** Record set follows **

//! Reference table entries.

use serde::{Deserialize, Serialize};
use swatch_core::{HexColor, Lab};

/// One row of the reference table.
///
/// The Lab triplet is the authoritative measurement; the hex field is the
/// derived sRGB rendering used for exact-match lookup and display.
#[derive(Debug, Clone, PartialEq, Serialize, Deserialize)]
pub struct PantoneEntry {
    /// Full display name, e.g. `PANTONE 185 C`.
    pub name: String,
    /// Short code, e.g. `185 C`.
    pub code: String,
    /// Measured Lab coordinates.
    pub lab: Lab,
    /// Derived display hex.
    pub hex: HexColor,
}

#[cfg(test)]
mod tests {
    use super::*;

    #[test]
    fn test_deserializes_from_yaml() {
        let yaml = r##"
name: "PANTONE 185 C"
code: "185 C"
lab: { l: 49.2, a: 72.4, b: 46.0 }
hex: "#E4002B"
"##;
        let entry: PantoneEntry = serde_yaml::from_str(yaml).unwrap();
        assert_eq!(entry.code, "185 C");
        // Hex normalizes on the way in.
        assert_eq!(entry.hex.as_str(), "#e4002b");
    }

    #[test]
    fn test_rejects_malformed_hex() {
        let yaml = r#"
name: "PANTONE 185 C"
code: "185 C"
lab: { l: 49.2, a: 72.4, b: 46.0 }
hex: "e4002b"
"#;
        assert!(serde_yaml::from_str::<PantoneEntry>(yaml).is_err());
    }
}
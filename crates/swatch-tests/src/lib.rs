//! Integration tests for the swatch crates.
//!
//! End-to-end scenarios that cross crate boundaries: hex input through
//! conversion and comparison to reports, property sweeps over generated
//! inputs, and the contract pins that individual crates only cover
//! locally. Property sweeps use a small deterministic LCG so failures
//! reproduce exactly.
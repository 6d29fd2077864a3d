//! Error types for reference table loading.

use thiserror::Error;

/// Result type alias using [`LibraryError`] as the error type.
pub type LibraryResult<T> = std::result::Result<T, LibraryError>;

/// Errors that can occur while loading a reference table.
///
/// Matching itself never fails - an empty or missing table degrades to
/// `None` results.
#[derive(Debug, Error)]
pub enum LibraryError {
    /// The YAML source did not parse into reference entries.
    #[error("reference table parse error: {0}")]
    Yaml(#[from] serde_yaml::Error),
}
//! Illuminant descriptors.
//!
//! A [`LightSource`] is purely descriptive: a handful of scalar
//! characteristics of a lamp, never mutated by the simulation. The
//! presets cover the viewing conditions a print job typically travels
//! through between proofing booth and storefront.

use serde::{Deserialize, Serialize};

/// Descriptive characteristics of one light source.
#[derive(Debug, Clone, PartialEq, Serialize, Deserialize)]
pub struct LightSource {
    /// Display name.
    pub name: String,
    /// Correlated color temperature, Kelvin.
    pub color_temperature: f64,
    /// Color rendering index, [0, 100].
    pub color_rendering_index: f64,
    /// UV share of output, [0, 1].
    pub uv_content: f64,
    /// IR share of output, [0, 1].
    pub ir_content: f64,
    /// Flicker frequency in Hz; 0 means steady output.
    pub flicker_frequency: f64,
}

impl LightSource {
    /// Creates a light source with neutral defaults (CRI 100, no UV/IR,
    /// steady output); adjust fields directly for anything exotic.
    pub fn new(name: impl Into<String>, color_temperature: f64) -> Self {
        Self {
            name: name.into(),
            color_temperature,
            color_rendering_index: 100.0,
            uv_content: 0.0,
            ir_content: 0.0,
            flicker_frequency: 0.0,
        }
    }

    /// D50 proofing booth: the reference viewing condition.
    pub fn d50_booth() -> Self {
        Self {
            name: "D50 viewing booth".into(),
            color_temperature: 5000.0,
            color_rendering_index: 98.0,
            uv_content: 0.02,
            ir_content: 0.05,
            flicker_frequency: 0.0,
        }
    }

    /// Household incandescent, deep warm cast.
    pub fn incandescent() -> Self {
        Self {
            name: "Incandescent 2700K".into(),
            color_temperature: 2700.0,
            color_rendering_index: 100.0,
            uv_content: 0.0,
            ir_content: 0.75,
            flicker_frequency: 120.0,
        }
    }

    /// Halogen display spot.
    pub fn halogen() -> Self {
        Self {
            name: "Halogen 3000K".into(),
            color_temperature: 3000.0,
            color_rendering_index: 100.0,
            uv_content: 0.05,
            ir_content: 0.65,
            flicker_frequency: 120.0,
        }
    }

    /// Cool-white tube fluorescent on a magnetic ballast: poor rendering
    /// and perceivable mains flicker.
    pub fn fluorescent_cool_white() -> Self {
        Self {
            name: "Cool white fluorescent".into(),
            color_temperature: 4150.0,
            color_rendering_index: 62.0,
            uv_content: 0.08,
            ir_content: 0.05,
            flicker_frequency: 60.0,
        }
    }

    /// Neutral retail LED track lighting.
    pub fn retail_led() -> Self {
        Self {
            name: "Retail LED 4000K".into(),
            color_temperature: 4000.0,
            color_rendering_index: 80.0,
            uv_content: 0.0,
            ir_content: 0.0,
            flicker_frequency: 0.0,
        }
    }

    /// Overcast daylight, D65.
    pub fn daylight_d65() -> Self {
        Self {
            name: "Daylight D65".into(),
            color_temperature: 6504.0,
            color_rendering_index: 100.0,
            uv_content: 0.15,
            ir_content: 0.10,
            flicker_frequency: 0.0,
        }
    }
}

/// The standard six-source booth set the shop tests against.
pub fn standard_sources() -> Vec<LightSource> {
    vec![
        LightSource::d50_booth(),
        LightSource::incandescent(),
        LightSource::halogen(),
        LightSource::fluorescent_cool_white(),
        LightSource::retail_led(),
        LightSource::daylight_d65(),
    ]
}
//! The reference table and its matching scans.

use std::sync::OnceLock;

use serde::Serialize;
use swatch_core::{HexColor, Lab};
use swatch_deltae::{DeltaEAlgorithm, delta_e};

use crate::entry::PantoneEntry;
use crate::error::LibraryResult;

/// The bundled solid-coated reference subset.
const BUILTIN_TABLE: &str = include_str!("../data/pantone.yaml");

static BUILTIN: OnceLock<PantoneLibrary> = OnceLock::new();

/// A read-only Pantone reference table.
///
/// Constructed once, never mutated; matching methods borrow it immutably
/// so any number of threads can scan concurrently without coordination.
#[derive(Debug, Clone, PartialEq)]
pub struct PantoneLibrary {
    entries: Vec<PantoneEntry>,
}

/// A closest-match result: the winning entry plus its distance.
#[derive(Debug, Clone, Copy, PartialEq, Serialize)]
pub struct PantoneMatch<'a> {
    /// The winning reference entry.
    pub entry: &'a PantoneEntry,
    /// Distance from the query to the entry's Lab value.
    pub delta_e: f64,
}

impl PantoneLibrary {
    /// The shared bundled table, parsed once per process.
    ///
    /// The bundled YAML is a compile-time asset; failing to parse it is a
    /// packaging defect, not a runtime condition.
    pub fn builtin() -> &'static PantoneLibrary {
        BUILTIN.get_or_init(|| {
            Self::from_yaml(BUILTIN_TABLE).expect("bundled reference table must parse")
        })
    }

    /// Parses a reference table from YAML.
    pub fn from_yaml(yaml: &str) -> LibraryResult<Self> {
        let entries: Vec<PantoneEntry> = serde_yaml::from_str(yaml)?;
        Ok(Self { entries })
    }

    /// Builds a table from already-constructed entries.
    ///
    /// The fixture-injection path for tests; table order is preserved and
    /// is the tie-break order for [`closest_by_lab`](Self::closest_by_lab).
    pub fn from_entries(entries: Vec<PantoneEntry>) -> Self {
        Self { entries }
    }

    /// All entries, in table order.
    pub fn entries(&self) -> &[PantoneEntry] {
        &self.entries
    }

    /// Number of entries.
    pub fn len(&self) -> usize {
        self.entries.len()
    }

    /// Whether the table has no entries.
    pub fn is_empty(&self) -> bool {
        self.entries.is_empty()
    }

    /// Exact-match lookup by hex literal.
    ///
    /// The query is lossy-normalized first, so case and shorthand do not
    /// matter. Returns `None` when no entry carries exactly that hex, and
    /// always `None` on an empty table.
    pub fn find_by_hex(&self, hex: &str) -> Option<&PantoneEntry> {
        let needle = HexColor::normalize_lossy(hex);
        self.entries.iter().find(|e| e.hex == needle)
    }

    /// Closest entry by CIEDE2000 distance in Lab.
    pub fn closest_by_lab(&self, lab: Lab) -> Option<PantoneMatch<'_>> {
        self.closest_by_lab_with(lab, DeltaEAlgorithm::Ciede2000)
    }

    /// Closest entry by the selected ΔE formula.
    ///
    /// Linear scan over the whole table. Exact ties keep the first entry
    /// in table order - stable and deterministic, and ties are
    /// measure-zero against measured data anyway.
    pub fn closest_by_lab_with(
        &self,
        lab: Lab,
        algorithm: DeltaEAlgorithm,
    ) -> Option<PantoneMatch<'_>> {
        let mut best: Option<PantoneMatch<'_>> = None;
        for entry in &self.entries {
            let de = delta_e(lab, entry.lab, algorithm);
            if best.as_ref().is_none_or(|b| de < b.delta_e) {
                best = Some(PantoneMatch { entry, delta_e: de });
            }
        }
        best
    }
}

** End of Record set **

-- Your task --
Return, unchanged, the run of lines above that opens with the line containing "the error type." and closes with the line containing "color temperature, Kelvin.". Include both.

-- Response area --
/// Result type alias using [`LibraryError`] as the error type.
pub type LibraryResult<T> = std::result::Result<T, LibraryError>;

/// Errors that can occur while loading a reference table.
///
/// Matching itself never fails - an empty or missing table degrades to
/// `None` results.
#[derive(Debug, Error)]
pub enum LibraryError {
    /// The YAML source did not parse into reference entries.
    #[error("reference table parse error: {0}")]
    Yaml(#[from] serde_yaml::Error),
}
//! Illuminant descriptors.
//!
//! A [`LightSource`] is purely descriptive: a handful of scalar
//! characteristics of a lamp, never mutated by the simulation. The
//! presets cover the viewing conditions a print job typically travels
//! through between proofing booth and storefront.

use serde::{Deserialize, Serialize};

/// Descriptive characteristics of one light source.
#[derive(Debug, Clone, PartialEq, Serialize, Deserialize)]
pub struct LightSource {
    /// Display name.
    pub name: String,
    /// Correlated color temperature, Kelvin.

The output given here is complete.